> _DIRECTIONS FOR THIS TASK_:
For the listing below, give the number of lines that include "fields" and add nothing to it.

___

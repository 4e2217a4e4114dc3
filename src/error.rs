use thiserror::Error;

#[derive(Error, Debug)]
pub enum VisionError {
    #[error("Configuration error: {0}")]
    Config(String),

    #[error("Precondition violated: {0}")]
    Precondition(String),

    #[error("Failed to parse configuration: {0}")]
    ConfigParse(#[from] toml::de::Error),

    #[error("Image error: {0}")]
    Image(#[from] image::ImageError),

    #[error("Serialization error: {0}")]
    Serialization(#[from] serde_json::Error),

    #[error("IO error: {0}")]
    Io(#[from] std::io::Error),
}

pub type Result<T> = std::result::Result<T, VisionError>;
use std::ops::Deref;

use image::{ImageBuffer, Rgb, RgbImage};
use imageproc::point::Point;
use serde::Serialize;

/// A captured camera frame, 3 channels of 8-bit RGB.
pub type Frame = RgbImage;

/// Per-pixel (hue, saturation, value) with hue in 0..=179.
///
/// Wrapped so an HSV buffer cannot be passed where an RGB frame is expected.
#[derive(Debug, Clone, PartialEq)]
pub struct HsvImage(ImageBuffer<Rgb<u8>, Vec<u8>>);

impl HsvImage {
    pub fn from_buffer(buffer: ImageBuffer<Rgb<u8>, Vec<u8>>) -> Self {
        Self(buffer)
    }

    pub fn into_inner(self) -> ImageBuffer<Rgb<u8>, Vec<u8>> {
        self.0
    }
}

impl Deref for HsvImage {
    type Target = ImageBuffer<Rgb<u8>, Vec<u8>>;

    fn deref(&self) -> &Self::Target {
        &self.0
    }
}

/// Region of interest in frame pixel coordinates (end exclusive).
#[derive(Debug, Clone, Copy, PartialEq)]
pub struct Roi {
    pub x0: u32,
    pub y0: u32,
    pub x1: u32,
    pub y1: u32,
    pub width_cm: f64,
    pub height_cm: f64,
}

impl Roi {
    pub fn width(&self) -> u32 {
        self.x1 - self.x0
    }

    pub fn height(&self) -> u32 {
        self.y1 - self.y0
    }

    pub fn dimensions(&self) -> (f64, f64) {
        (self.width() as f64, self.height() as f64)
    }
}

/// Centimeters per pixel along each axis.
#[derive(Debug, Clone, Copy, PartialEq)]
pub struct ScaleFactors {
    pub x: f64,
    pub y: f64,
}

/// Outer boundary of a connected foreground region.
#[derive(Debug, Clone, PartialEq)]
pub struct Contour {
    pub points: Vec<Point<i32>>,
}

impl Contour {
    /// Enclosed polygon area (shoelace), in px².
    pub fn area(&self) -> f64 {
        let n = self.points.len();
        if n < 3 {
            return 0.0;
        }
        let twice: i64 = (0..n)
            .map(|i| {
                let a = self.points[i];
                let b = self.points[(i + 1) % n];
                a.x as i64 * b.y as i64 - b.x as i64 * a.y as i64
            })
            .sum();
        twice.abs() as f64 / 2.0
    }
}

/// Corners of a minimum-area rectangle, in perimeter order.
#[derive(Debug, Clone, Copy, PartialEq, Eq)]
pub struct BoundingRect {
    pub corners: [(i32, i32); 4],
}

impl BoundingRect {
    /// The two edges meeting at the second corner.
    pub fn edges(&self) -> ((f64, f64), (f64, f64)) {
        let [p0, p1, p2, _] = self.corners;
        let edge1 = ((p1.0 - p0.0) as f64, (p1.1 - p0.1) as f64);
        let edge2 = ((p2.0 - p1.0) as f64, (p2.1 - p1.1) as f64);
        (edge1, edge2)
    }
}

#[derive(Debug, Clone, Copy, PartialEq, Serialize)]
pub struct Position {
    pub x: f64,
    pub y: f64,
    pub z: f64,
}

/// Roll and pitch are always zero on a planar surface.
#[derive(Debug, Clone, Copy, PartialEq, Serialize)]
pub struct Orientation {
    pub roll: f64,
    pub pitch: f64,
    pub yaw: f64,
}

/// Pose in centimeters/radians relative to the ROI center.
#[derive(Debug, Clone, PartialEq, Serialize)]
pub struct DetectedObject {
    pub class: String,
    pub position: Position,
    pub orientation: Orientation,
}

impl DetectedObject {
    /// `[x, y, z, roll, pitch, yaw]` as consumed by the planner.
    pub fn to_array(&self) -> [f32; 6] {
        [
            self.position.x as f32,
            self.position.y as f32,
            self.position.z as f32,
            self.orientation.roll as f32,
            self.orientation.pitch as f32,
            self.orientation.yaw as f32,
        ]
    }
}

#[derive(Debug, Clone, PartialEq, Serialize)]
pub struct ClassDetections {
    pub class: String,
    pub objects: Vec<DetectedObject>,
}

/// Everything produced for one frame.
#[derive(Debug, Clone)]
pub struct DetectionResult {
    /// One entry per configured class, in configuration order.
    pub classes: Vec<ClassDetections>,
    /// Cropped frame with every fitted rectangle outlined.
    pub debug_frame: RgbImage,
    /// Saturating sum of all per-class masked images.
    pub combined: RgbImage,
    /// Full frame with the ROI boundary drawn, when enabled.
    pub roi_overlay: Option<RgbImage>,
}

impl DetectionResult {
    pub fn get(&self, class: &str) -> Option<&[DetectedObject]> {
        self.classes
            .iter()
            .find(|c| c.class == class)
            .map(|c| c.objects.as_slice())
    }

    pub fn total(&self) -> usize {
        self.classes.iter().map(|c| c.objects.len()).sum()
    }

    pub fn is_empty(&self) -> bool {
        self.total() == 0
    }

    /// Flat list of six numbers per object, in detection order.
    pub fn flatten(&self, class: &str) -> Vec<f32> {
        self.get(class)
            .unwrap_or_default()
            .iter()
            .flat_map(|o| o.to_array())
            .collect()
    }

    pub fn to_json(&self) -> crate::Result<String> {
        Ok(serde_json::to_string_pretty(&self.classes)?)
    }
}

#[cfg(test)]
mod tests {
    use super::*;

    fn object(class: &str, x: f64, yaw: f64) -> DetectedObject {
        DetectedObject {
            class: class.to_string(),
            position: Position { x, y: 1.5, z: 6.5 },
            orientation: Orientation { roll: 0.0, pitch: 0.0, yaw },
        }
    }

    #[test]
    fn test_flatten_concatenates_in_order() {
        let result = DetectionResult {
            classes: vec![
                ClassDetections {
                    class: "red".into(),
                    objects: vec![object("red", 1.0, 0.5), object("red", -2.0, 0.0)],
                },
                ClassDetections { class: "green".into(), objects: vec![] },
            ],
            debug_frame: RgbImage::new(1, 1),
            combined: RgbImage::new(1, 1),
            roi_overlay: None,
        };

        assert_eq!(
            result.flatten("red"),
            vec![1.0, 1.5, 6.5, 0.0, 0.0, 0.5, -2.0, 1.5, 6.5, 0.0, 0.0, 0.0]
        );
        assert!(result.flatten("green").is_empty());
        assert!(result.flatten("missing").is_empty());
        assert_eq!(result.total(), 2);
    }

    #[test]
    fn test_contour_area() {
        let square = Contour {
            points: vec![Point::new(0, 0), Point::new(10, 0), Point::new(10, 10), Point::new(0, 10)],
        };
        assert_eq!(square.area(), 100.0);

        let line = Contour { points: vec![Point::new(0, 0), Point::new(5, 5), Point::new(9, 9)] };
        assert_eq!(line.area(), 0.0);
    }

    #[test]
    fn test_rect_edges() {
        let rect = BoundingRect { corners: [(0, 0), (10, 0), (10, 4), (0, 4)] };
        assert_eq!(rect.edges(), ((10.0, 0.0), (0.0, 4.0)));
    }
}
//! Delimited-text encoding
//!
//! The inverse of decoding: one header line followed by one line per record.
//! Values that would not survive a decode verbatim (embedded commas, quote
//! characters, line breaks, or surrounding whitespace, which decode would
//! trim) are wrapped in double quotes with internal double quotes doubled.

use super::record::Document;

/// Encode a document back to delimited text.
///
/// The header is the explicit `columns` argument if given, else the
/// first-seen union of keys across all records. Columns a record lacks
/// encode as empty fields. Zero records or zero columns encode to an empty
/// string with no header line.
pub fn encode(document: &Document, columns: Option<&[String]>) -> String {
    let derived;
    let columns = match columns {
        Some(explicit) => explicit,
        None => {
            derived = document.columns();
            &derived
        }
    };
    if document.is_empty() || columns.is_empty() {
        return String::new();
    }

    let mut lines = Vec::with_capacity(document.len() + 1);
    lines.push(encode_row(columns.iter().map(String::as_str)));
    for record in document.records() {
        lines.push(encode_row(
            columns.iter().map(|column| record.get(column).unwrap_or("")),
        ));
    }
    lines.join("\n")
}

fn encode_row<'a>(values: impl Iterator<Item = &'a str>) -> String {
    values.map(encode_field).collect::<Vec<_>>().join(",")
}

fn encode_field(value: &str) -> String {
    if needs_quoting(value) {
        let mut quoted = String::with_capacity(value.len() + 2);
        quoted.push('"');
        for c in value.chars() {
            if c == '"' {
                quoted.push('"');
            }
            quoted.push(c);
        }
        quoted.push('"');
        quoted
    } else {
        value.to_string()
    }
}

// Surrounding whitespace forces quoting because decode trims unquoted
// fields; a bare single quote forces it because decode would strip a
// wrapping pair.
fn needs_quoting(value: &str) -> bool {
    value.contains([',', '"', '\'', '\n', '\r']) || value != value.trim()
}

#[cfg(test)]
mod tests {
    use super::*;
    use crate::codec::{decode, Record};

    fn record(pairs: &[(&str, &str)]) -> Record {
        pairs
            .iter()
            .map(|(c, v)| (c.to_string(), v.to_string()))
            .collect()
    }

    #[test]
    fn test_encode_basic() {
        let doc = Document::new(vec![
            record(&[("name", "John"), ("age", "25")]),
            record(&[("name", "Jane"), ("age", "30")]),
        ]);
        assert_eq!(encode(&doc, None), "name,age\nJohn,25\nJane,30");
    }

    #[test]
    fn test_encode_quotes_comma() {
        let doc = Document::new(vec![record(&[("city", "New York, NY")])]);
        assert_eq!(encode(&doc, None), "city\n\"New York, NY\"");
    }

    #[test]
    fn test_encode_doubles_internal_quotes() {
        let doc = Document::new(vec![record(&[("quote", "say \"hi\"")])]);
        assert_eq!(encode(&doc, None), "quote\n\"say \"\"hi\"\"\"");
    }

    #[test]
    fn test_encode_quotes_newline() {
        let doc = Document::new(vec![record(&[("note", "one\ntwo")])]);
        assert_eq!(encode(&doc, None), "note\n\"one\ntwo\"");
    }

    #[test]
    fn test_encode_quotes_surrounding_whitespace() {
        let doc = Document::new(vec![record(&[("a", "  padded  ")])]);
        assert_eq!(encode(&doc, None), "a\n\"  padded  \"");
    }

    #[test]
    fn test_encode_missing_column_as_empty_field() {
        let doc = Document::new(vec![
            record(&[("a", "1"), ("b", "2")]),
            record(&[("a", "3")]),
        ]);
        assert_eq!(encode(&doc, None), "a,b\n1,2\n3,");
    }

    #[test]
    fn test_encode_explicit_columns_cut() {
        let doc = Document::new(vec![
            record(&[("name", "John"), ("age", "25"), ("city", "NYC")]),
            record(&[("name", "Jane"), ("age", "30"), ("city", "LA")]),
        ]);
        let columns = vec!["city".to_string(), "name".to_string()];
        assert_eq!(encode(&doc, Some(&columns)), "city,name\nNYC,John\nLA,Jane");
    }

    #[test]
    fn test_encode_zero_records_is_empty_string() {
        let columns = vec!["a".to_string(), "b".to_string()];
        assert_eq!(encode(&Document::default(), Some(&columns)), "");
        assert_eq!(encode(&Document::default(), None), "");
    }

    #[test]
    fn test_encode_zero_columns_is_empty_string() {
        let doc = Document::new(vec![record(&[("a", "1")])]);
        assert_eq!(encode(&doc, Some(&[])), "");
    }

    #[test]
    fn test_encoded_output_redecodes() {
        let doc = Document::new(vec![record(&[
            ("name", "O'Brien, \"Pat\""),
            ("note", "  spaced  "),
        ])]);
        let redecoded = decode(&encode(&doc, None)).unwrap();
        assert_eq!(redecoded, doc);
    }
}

___

> _SOLVED EXERCISE_:
2